**Exercise instructions**
From the entries below, work out how many lines contain the string "expected"; answer with the number alone.

====== Data shown ======

//! Key-value store backends.

use async_trait::async_trait;
use dashmap::DashMap;
use std::time::{Duration, Instant};
use tracing::debug;

use crate::error::Result;

/// Backing store for the typed cache.
///
/// Values are stored as serialised strings. Implementations must make each
/// `put` atomic per key: readers observe either the whole previous value or
/// the whole new one.
#[async_trait]
pub trait KvStore: Send + Sync {
    /// Read a live value. Entries past their TTL are misses.
    async fn get(&self, key: &str) -> Option<String>;

    /// Write a value with a TTL in seconds.
    async fn put(&self, key: &str, value: String, ttl_secs: u64) -> Result<()>;

    /// Remove a key. Missing keys are a no-op.
    async fn delete(&self, key: &str);
}

struct Entry {
    value: String,
    inserted_at: Instant,
    ttl: Duration,
}

impl Entry {
    fn is_expired(&self) -> bool {
        self.inserted_at.elapsed() >= self.ttl
    }
}

/// In-process store on a concurrent map.
///
/// Expired entries are dropped on observation rather than by a sweeper, so
/// memory for a key is reclaimed the next time anyone touches it.
#[derive(Default)]
pub struct MemoryStore {
    entries: DashMap<String, Entry>,
}

impl MemoryStore {
    /// Create an empty store
    pub fn new() -> Self {
        Self::default()
    }

    /// Number of entries currently held, including not-yet-collected expired ones
    pub fn len(&self) -> usize {
        self.entries.len()
    }

    /// Whether the store holds no entries
    pub fn is_empty(&self) -> bool {
        self.entries.is_empty()
    }
}

#[async_trait]
impl KvStore for MemoryStore {
    async fn get(&self, key: &str) -> Option<String> {
        let expired = match self.entries.get(key) {
            Some(entry) if !entry.is_expired() => return Some(entry.value.clone()),
            Some(_) => true,
            None => false,
        };
        if expired {
            self.entries.remove(key);
            debug!(key = %key, "Evicted expired entry");
        }
        None
    }

    async fn put(&self, key: &str, value: String, ttl_secs: u64) -> Result<()> {
        self.entries.insert(
            key.to_string(),
            Entry {
                value,
                inserted_at: Instant::now(),
                ttl: Duration::from_secs(ttl_secs.max(1)),
            },
        );
        Ok(())
    }

    async fn delete(&self, key: &str) {
        self.entries.remove(key);
    }
}

#[cfg(test)]
mod tests {
    use super::*;

    #[tokio::test]
    async fn test_put_get_delete() {
        let store = MemoryStore::new();
        store.put("k", "v".to_string(), 60).await.unwrap();
        assert_eq!(store.get("k").await.as_deref(), Some("v"));
        store.delete("k").await;
        assert!(store.get("k").await.is_none());
    }

    #[tokio::test]
    async fn test_overwrite_is_atomic_per_key() {
        let store = MemoryStore::new();
        store.put("k", "one".to_string(), 60).await.unwrap();
        store.put("k", "two".to_string(), 60).await.unwrap();
        assert_eq!(store.get("k").await.as_deref(), Some("two"));
        assert_eq!(store.len(), 1);
    }

    #[tokio::test]
    async fn test_expiry_is_a_miss() {
        let store = MemoryStore::new();
        // Backdate the insertion instant instead of sleeping out a real TTL
        let backdated = Instant::now()
            .checked_sub(Duration::from_secs(120))
            .expect("monotonic clock too young");
        store.entries.insert(
            "stale".to_string(),
            Entry {
                value: "old".to_string(),
                inserted_at: backdated,
                ttl: Duration::from_secs(60),
            },
        );
        assert!(store.get("stale").await.is_none());
        // Observation evicted the entry
        assert!(!store.entries.contains_key("stale"));
    }
}
//! Typed key-value cache with per-key TTLs and single-flight coalescing.
//!
//! Sits inline on every provider read and every compute endpoint. A cache
//! miss never fails the operation, a put failure is logged and ignored, and
//! an unparseable entry is treated as missing and deleted.

mod single_flight;
mod store;

pub use store::{KvStore, MemoryStore};

use futures::FutureExt;
use serde::Serialize;
use serde::de::DeserializeOwned;
use single_flight::SingleFlight;
use std::sync::Arc;
use tracing::{debug, warn};

use crate::error::{Result, RiskError};

/// Per-domain TTLs in seconds
pub mod ttl {
    /// Historical price series
    pub const PRICES: u64 = 14_400;
    /// Spot quotes
    pub const QUOTES: u64 = 900;
    /// Company profiles
    pub const PROFILE: u64 = 604_800;
    /// FX spot rates
    pub const FX: u64 = 86_400;
    /// Beta vs benchmark
    pub const BETA: u64 = 21_600;
    /// Annualised volatility and return windows
    pub const VOLATILITY: u64 = 21_600;
    /// Bootstrap distributions
    pub const DISTRIBUTION: u64 = 43_200;
    /// Calendar-year returns
    pub const CALENDAR_RETURNS: u64 = 86_400;
    /// Pairwise correlation matrices
    pub const CORRELATION: u64 = 21_600;
}

/// Cache key helpers.
///
/// Keys follow `domain:v<version>:<arg1>[:<arg2>...]`; list-of-symbol
/// arguments are canonicalised (uppercased, deduplicated, sorted) and
/// pipe-joined so logically identical requests hit the same key.
pub mod keys {
    /// Build a namespaced cache key
    pub fn key(domain: &str, version: u32, args: &[&str]) -> String {
        if args.is_empty() {
            format!("{}:v{}", domain, version)
        } else {
            format!("{}:v{}:{}", domain, version, args.join(":"))
        }
    }

    /// Canonicalise a symbol list: uppercase, trim, deduplicate, sort
    pub fn canonical_symbols<S: AsRef<str>>(symbols: &[S]) -> Vec<String> {
        let mut out: Vec<String> = symbols
            .iter()
            .map(|s| s.as_ref().trim().to_uppercase())
            .filter(|s| !s.is_empty())
            .collect();
        out.sort();
        out.dedup();
        out
    }

    /// Pipe-join a canonical symbol list for use as one key argument
    pub fn pipe_join(symbols: &[String]) -> String {
        symbols.join("|")
    }
}

/// Typed cache over a [`KvStore`] with single-flight load coalescing.
#[derive(Clone)]
pub struct KvCache {
    store: Arc<dyn KvStore>,
    flight: Arc<SingleFlight>,
}

impl KvCache {
    /// Create a cache over the given store
    pub fn new(store: Arc<dyn KvStore>) -> Self {
        Self {
            store,
            flight: Arc::new(SingleFlight::new()),
        }
    }

    /// Create a cache over a fresh in-memory store
    pub fn in_memory() -> Self {
        Self::new(Arc::new(MemoryStore::new()))
    }

    /// Read and deserialise a live entry.
    ///
    /// A deserialisation failure treats the entry as missing and deletes it.
    pub async fn get<T: DeserializeOwned>(&self, key: &str) -> Option<T> {
        let raw = self.store.get(key).await?;
        match serde_json::from_str(&raw) {
            Ok(value) => {
                debug!(key = %key, "Cache HIT");
                Some(value)
            }
            Err(e) => {
                warn!(key = %key, error = %e, "Cache entry unparseable, deleting");
                self.store.delete(key).await;
                None
            }
        }
    }

    /// Serialise and store a value. Failures are logged and ignored.
    pub async fn put_with_ttl<T: Serialize>(&self, key: &str, value: &T, ttl_secs: u64) {
        let raw = match serde_json::to_string(value) {
            Ok(raw) => raw,
            Err(e) => {
                warn!(key = %key, error = %e, "Cache serialise error");
                return;
            }
        };
        match self.store.put(key, raw, ttl_secs).await {
            Ok(()) => debug!(key = %key, ttl = ttl_secs, "Cache PUT"),
            Err(e) => warn!(key = %key, error = %e, "Cache PUT failed, ignoring"),
        }
    }

    /// Remove a key
    pub async fn delete(&self, key: &str) {
        self.store.delete(key).await;
    }

    /// Return the cached value for `key`, or run `loader` to compute, cache
    /// and return it. The boolean is `true` on a cache hit.
    ///
    /// Concurrent callers for the same key share one loader run: the first
    /// installs it, the rest await the same outcome. Each caller receives
    /// its own deserialised copy of the value.
    pub async fn get_or_compute<T, F, Fut>(
        &self,
        key: &str,
        ttl_secs: u64,
        loader: F,
    ) -> Result<(T, bool)>
    where
        T: Serialize + DeserializeOwned + Send,
        F: FnOnce() -> Fut,
        Fut: Future<Output = Result<T>> + Send + 'static,
    {
        if let Some(hit) = self.get::<T>(key).await {
            return Ok((hit, true));
        }
        debug!(key = %key, "Cache MISS");

        let store = Arc::clone(&self.store);
        let owned_key = key.to_string();
        let make = move || {
            let fut = loader();
            async move {
                let value = fut.await.map_err(Arc::new)?;
                let json = serde_json::to_value(&value).map_err(|e| Arc::new(e.into()))?;
                match serde_json::to_string(&json) {
                    Ok(raw) => {
                        if let Err(e) = store.put(&owned_key, raw, ttl_secs).await {
                            warn!(key = %owned_key, error = %e, "Cache PUT failed, ignoring");
                        }
                    }
                    Err(e) => warn!(key = %owned_key, error = %e, "Cache serialise error"),
                }
                Ok(json)
            }
            .boxed()
        };

        let (outcome, _joined) = self.flight.run(key, make).await;
        match outcome {
            Ok(json) => Ok((serde_json::from_value(json)?, false)),
            Err(shared) => Err(unshare_error(&shared)),
        }
    }
}

/// Rebuild an owned error from one shared between coalesced callers.
///
/// Non-cloneable source variants (transport, JSON) keep their message under
/// the nearest structured variant.
fn unshare_error(e: &Arc<RiskError>) -> RiskError {
    match e.as_ref() {
        RiskError::InvalidInput { param, reason } => RiskError::InvalidInput {
            param: param.clone(),
            reason: reason.clone(),
        },
        RiskError::SymbolNotFound { symbol, context } => RiskError::SymbolNotFound {
            symbol: symbol.clone(),
            context: context.clone(),
        },
        RiskError::InsufficientData { required, actual } => RiskError::InsufficientData {
            required: *required,
            actual: *actual,
        },
        RiskError::UpstreamUnavailable { status, context } => RiskError::UpstreamUnavailable {
            status: *status,
            context: context.clone(),
        },
        RiskError::UpstreamTimeout { timeout_ms } => RiskError::UpstreamTimeout {
            timeout_ms: *timeout_ms,
        },
        RiskError::RateLimited { retry_after } => RiskError::RateLimited {
            retry_after: *retry_after,
        },
        RiskError::HttpError(inner) => RiskError::UpstreamUnavailable {
            status: inner.status().map(|s| s.as_u16()).unwrap_or(502),
            context: inner.to_string(),
        },
        RiskError::JsonParseError(inner) => RiskError::ResponseStructureError {
            field: "json".to_string(),
            context: inner.to_string(),
        },
        RiskError::ResponseStructureError { field, context } => RiskError::ResponseStructureError {
            field: field.clone(),
            context: context.clone(),
        },
        RiskError::MatrixNotPsd { min_eigenvalue } => RiskError::MatrixNotPsd {
            min_eigenvalue: *min_eigenvalue,
        },
        RiskError::MatrixIllConditioned { context } => RiskError::MatrixIllConditioned {
            context: context.clone(),
        },
        RiskError::InsufficientValidPaths { valid, total } => RiskError::InsufficientValidPaths {
            valid: *valid,
            total: *total,
        },
        RiskError::ShardTimeout { shard, timeout_ms } => RiskError::ShardTimeout {
            shard: *shard,
            timeout_ms: *timeout_ms,
        },
        RiskError::Cancelled => RiskError::Cancelled,
        RiskError::InternalError(msg) => RiskError::InternalError(msg.clone()),
    }
}

#[cfg(test)]
mod tests {
    use super::*;
    use std::sync::atomic::{AtomicUsize, Ordering};

    #[test]
    fn test_key_grammar() {
        assert_eq!(keys::key("prices", 1, &["AAPL", "1y", "1d"]), "prices:v1:AAPL:1y:1d");
        assert_eq!(keys::key("health", 1, &[]), "health:v1");
    }

    #[test]
    fn test_canonical_symbols() {
        let canonical = keys::canonical_symbols(&["msft", " aapl ", "AAPL", "goog"]);
        assert_eq!(canonical, vec!["AAPL", "GOOG", "MSFT"]);
        assert_eq!(keys::pipe_join(&canonical), "AAPL|GOOG|MSFT");
    }

    #[test]
    fn test_canonical_symbols_order_independent() {
        let a = keys::canonical_symbols(&["AAPL", "MSFT"]);
        let b = keys::canonical_symbols(&["msft", "aapl"]);
        assert_eq!(a, b);
        assert_eq!(
            keys::key("corr", 1, &["1y", "1d", &keys::pipe_join(&a)]),
            keys::key("corr", 1, &["1y", "1d", &keys::pipe_join(&b)]),
        );
    }

    #[tokio::test]
    async fn test_get_or_compute_hit_flag() {
        let cache = KvCache::in_memory();
        let (value, cached) = cache
            .get_or_compute("k", 60, || async { Ok(7_u32) })
            .await
            .unwrap();
        assert_eq!((value, cached), (7, false));

        let (value, cached) = cache
            .get_or_compute::<u32, _, _>("k", 60, || async {
                panic!("loader must not run on a hit")
            })
            .await
            .unwrap();
        assert_eq!((value, cached), (7, true));
    }

    #[tokio::test]
    async fn test_get_or_compute_coalesces() {
        let cache = KvCache::in_memory();
        let loads = Arc::new(AtomicUsize::new(0));

        let mut handles = Vec::new();
        for _ in 0..6 {
            let cache = cache.clone();
            let loads = Arc::clone(&loads);
            handles.push(tokio::spawn(async move {
                cache
                    .get_or_compute("shared", 60, move || async move {
                        loads.fetch_add(1, Ordering::SeqCst);
                        tokio::time::sleep(std::time::Duration::from_millis(10)).await;
                        Ok("value".to_string())
                    })
                    .await
                    .unwrap()
                    .0
            }));
        }
        for handle in handles {
            assert_eq!(handle.await.unwrap(), "value");
        }
        assert_eq!(loads.load(Ordering::SeqCst), 1);
    }

    #[tokio::test]
    async fn test_corrupt_entry_is_miss_and_deleted() {
        let store = Arc::new(MemoryStore::new());
        store
            .put("k", "{not json".to_string(), 60)
            .await
            .unwrap();
        let cache = KvCache::new(store.clone());
        assert!(cache.get::<u32>("k").await.is_none());
        assert!(store.get("k").await.is_none(), "corrupt entry not deleted");
    }

    #[tokio::test]
    async fn test_loader_error_propagates_with_taxonomy() {
        let cache = KvCache::in_memory();
        let err = cache
            .get_or_compute::<u32, _, _>("k", 60, || async {
                Err(RiskError::InsufficientData {
                    required: 30,
                    actual: 3,
                })
            })
            .await
            .unwrap_err();
        assert!(matches!(
            err,
            RiskError::InsufficientData {
                required: 30,
                actual: 3
            }
        ));
        // Errors are never cached
        assert!(cache.get::<u32>("k").await.is_none());
    }
}
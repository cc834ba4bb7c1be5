//! End-to-end engine invariants: from synthetic price series through the
//! statistics kernel and matrix engine into a full simulation run.

use portfolio_risk::matrix::{CholeskyFactor, CorrelationMatrix, CorrelationMethod};
use portfolio_risk::provider::{PriceSeries, SeriesMeta};
use portfolio_risk::rng::SimRng;
use portfolio_risk::simulation::{
    CancelFlag, DistributionParams, FatTailMode, PathSampler, SamplingMode, run_simulation,
};
use portfolio_risk::{PortfolioSnapshot, Position, SimulationConfig, stats};

fn series(symbol: &str, prices: Vec<f64>) -> PriceSeries {
    let start = 1_577_923_200_i64; // 2020-01-02 UTC midnight
    PriceSeries {
        symbol: symbol.to_string(),
        currency: "USD".to_string(),
        timestamps: (0..prices.len() as i64).map(|i| start + i * 86_400).collect(),
        prices,
        meta: SeriesMeta::default(),
    }
}

fn random_walk(seed: u64, len: usize, drift: f64, vol: f64) -> Vec<f64> {
    let mut rng = SimRng::new(seed);
    let mut prices = Vec::with_capacity(len);
    let mut price = 100.0;
    for _ in 0..len {
        prices.push(price);
        price *= 1.0 + drift + vol * rng.next_gaussian();
    }
    prices
}

fn position(symbol: &str, quantity: f64, price: f64) -> Position {
    Position {
        symbol: symbol.to_string(),
        quantity,
        price,
        currency: "USD".to_string(),
        user_percentiles: None,
    }
}

#[test]
fn zero_sigma_two_asset_portfolio_is_exact() {
    // sigma = 0, mu = {0.1, 0.2}, weights {0.5, 0.5}, no cash: every path's
    // terminal return is the weighted mu, and so is every percentile
    let mut matrix = CorrelationMatrix::identity(2);
    let factor = matrix.factor().unwrap();
    let params = [
        DistributionParams {
            mu: 0.1,
            sigma: 0.0,
            skew: 0.0,
            tail_df: 30.0,
        },
        DistributionParams {
            mu: 0.2,
            sigma: 0.0,
            skew: 0.0,
            tail_df: 30.0,
        },
    ];
    let weights = [0.5, 0.5];
    let sampler = PathSampler::new(&factor, &params, &weights, 0.0, 0.0, 0.0, FatTailMode::Gaussian);

    let mut rng = SimRng::split(1, 0);
    let mut source = sampler.normal_source(SamplingMode::PseudoRandom, 1, 0);
    let (mut z, mut x) = (vec![0.0; 2], vec![0.0; 2]);
    let expected = 0.5 * 0.1 + 0.5 * 0.2;
    let mut returns = Vec::with_capacity(10_000);
    for _ in 0..10_000 {
        let path = sampler.sample_path(&mut rng, &mut source, &mut z, &mut x);
        assert!(
            (path.terminal_return - 0.15).abs() < 1e-12,
            "path return {}",
            path.terminal_return
        );
        assert_eq!(path.terminal_return, expected);
        returns.push(path.terminal_return);
    }
    returns.sort_by(|a, b| a.partial_cmp(b).unwrap());
    let p50 = returns[returns.len() / 2];
    assert!((p50 - 0.15).abs() < 1e-12);
}

#[test]
fn known_cholesky_and_repair_chain() {
    // 2x2 with rho 0.8 factors to [[1,0],[0.8,0.6]]; pushing rho past 1
    // must repair into [-0.99, 0.99] with a non-negative spectrum
    let mut matrix = CorrelationMatrix::from_rows(&[vec![1.0, 0.8], vec![0.8, 1.0]]).unwrap();
    let factor = matrix.factor().unwrap();
    assert!((factor.get(1, 0) - 0.8).abs() < 1e-9);
    assert!((factor.get(1, 1) - 0.6).abs() < 1e-9);

    let mut broken = CorrelationMatrix::from_rows(&[vec![1.0, 1.01], vec![1.01, 1.0]]).unwrap();
    let repaired_factor = broken.factor().unwrap();
    assert!(broken.get(0, 1).abs() <= 0.99);
    assert!(repaired_factor.reconstruction_error(&broken) <= 2e-6);
}

#[test]
fn pipeline_from_prices_to_summary() {
    // Three synthetic price histories, one of them short, drive the whole
    // chain: returns -> pairwise matrix -> repair -> simulation summary
    let series_list = [
        series("AAA", random_walk(11, 400, 0.0004, 0.012)),
        series("BBB", random_walk(22, 400, 0.0003, 0.018)),
        series("CCC", random_walk(33, 90, 0.0002, 0.025)),
    ];
    let returns: Vec<Vec<f64>> = series_list.iter().map(stats::daily_returns).collect();
    let matrix = CorrelationMatrix::from_returns(
        &returns,
        252,
        CorrelationMethod::Shrinkage,
        0.3,
        false,
    );
    assert!(matrix.below_target_overlap, "short series must annotate");

    let snapshot = PortfolioSnapshot::new(
        vec![
            position("AAA", 10.0, 100.0),
            position("BBB", 4.0, 150.0),
            position("CCC", 8.0, 50.0),
        ],
        500.0,
        0.05,
    )
    .unwrap();

    let config = SimulationConfig::new().seed(99).workers(4);
    let summary =
        run_simulation(&snapshot, &matrix, 20_000, &config, None, &CancelFlag::new()).unwrap();

    assert_eq!(summary.total_paths, 20_000);
    assert!(summary.valid_paths >= 18_000);

    let p = &summary.percentiles;
    assert!(p.p5 <= p.p10 && p.p10 <= p.p25 && p.p25 <= p.p50);
    assert!(p.p50 <= p.p75 && p.p75 <= p.p90 && p.p90 <= p.p95);
    assert!(p.p5 >= -1.0 && p.p95 <= 10.0);

    let l = &summary.loss_probabilities;
    assert!((0.0..=1.0).contains(&l.below_zero));
    assert!(l.below_minus_twenty_pct <= l.below_minus_ten_pct);
    assert!(l.below_minus_ten_pct <= l.below_zero);

    let d = &summary.drawdown_percentiles;
    assert!(d.p50 >= 0.0 && d.p99 <= 1.0);
    assert!(d.p50 <= d.p75 && d.p75 <= d.p90 && d.p90 <= d.p95 && d.p95 <= d.p99);

    // Dollar distribution is the return distribution scaled off net value
    assert!(
        (summary.dollar_percentiles.p50 - snapshot.net_value * (1.0 + p.p50)).abs() < 1e-9
    );
}

#[test]
fn seeded_runs_are_bit_identical_across_modes() {
    let snapshot = PortfolioSnapshot::new(
        vec![position("AAA", 10.0, 100.0), position("BBB", 10.0, 100.0)],
        0.0,
        0.0,
    )
    .unwrap();
    let matrix = CorrelationMatrix::from_rows(&[vec![1.0, 0.4], vec![0.4, 1.0]]).unwrap();

    for sampling in [SamplingMode::PseudoRandom, SamplingMode::Qmc] {
        for fat_tail in [FatTailMode::Gaussian, FatTailMode::MultivariateT] {
            let config = SimulationConfig::new()
                .seed(1234)
                .workers(3)
                .sampling_mode(sampling)
                .fat_tail_mode(fat_tail);
            let a = run_simulation(&snapshot, &matrix, 6_000, &config, None, &CancelFlag::new())
                .unwrap();
            let b = run_simulation(&snapshot, &matrix, 6_000, &config, None, &CancelFlag::new())
                .unwrap();
            assert_eq!(
                a.terminal_returns, b.terminal_returns,
                "{sampling:?}/{fat_tail:?} not reproducible"
            );
            assert_eq!(a.max_drawdowns, b.max_drawdowns);
        }
    }
}

#[test]
fn bootstrap_feeds_the_parameter_mapper() {
    // Bootstrap a synthetic pool, map its quintuple, and check the params
    // stay inside their contract ranges
    let pool: Vec<f64> = {
        let mut rng = SimRng::new(5);
        (0..2_000).map(|_| rng.next_gaussian() * 0.012 + 0.0003).collect()
    };
    let dist = stats::bootstrap_annual_distribution(&pool, 2_000, 77).unwrap();
    assert!(dist.p5 <= dist.p25 && dist.p25 <= dist.p50);
    assert!(dist.p50 <= dist.p75 && dist.p75 <= dist.p95);

    let quintuple = portfolio_risk::PercentileQuintuple::from(&dist);
    let params = DistributionParams::from_percentiles(&quintuple);
    assert!((-1.0..=5.0).contains(&params.mu));
    assert!((0.01..=2.0).contains(&params.sigma));
    assert!((-1.0..=1.0).contains(&params.skew));
    assert!((3.0..=30.0).contains(&params.tail_df));
}

#[test]
fn cholesky_frobenius_bound_scales_with_dimension() {
    // Random but PSD-by-construction matrices at several sizes
    for n in [2usize, 5, 12, 24] {
        let mut rng = SimRng::new(n as u64);
        let returns: Vec<Vec<f64>> = (0..n)
            .map(|_| (0..200).map(|_| rng.next_gaussian() * 0.01).collect())
            .collect();
        let mut matrix =
            CorrelationMatrix::from_returns(&returns, 252, CorrelationMethod::Sample, 0.3, false);
        let factor = matrix.factor().unwrap();
        let err = factor.reconstruction_error(&matrix);
        assert!(err <= 1e-6 * n as f64, "n={n} frobenius {err}");
        let _ = CholeskyFactor::compute(&matrix).unwrap();
    }
}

======

**Reply to the exercise**
2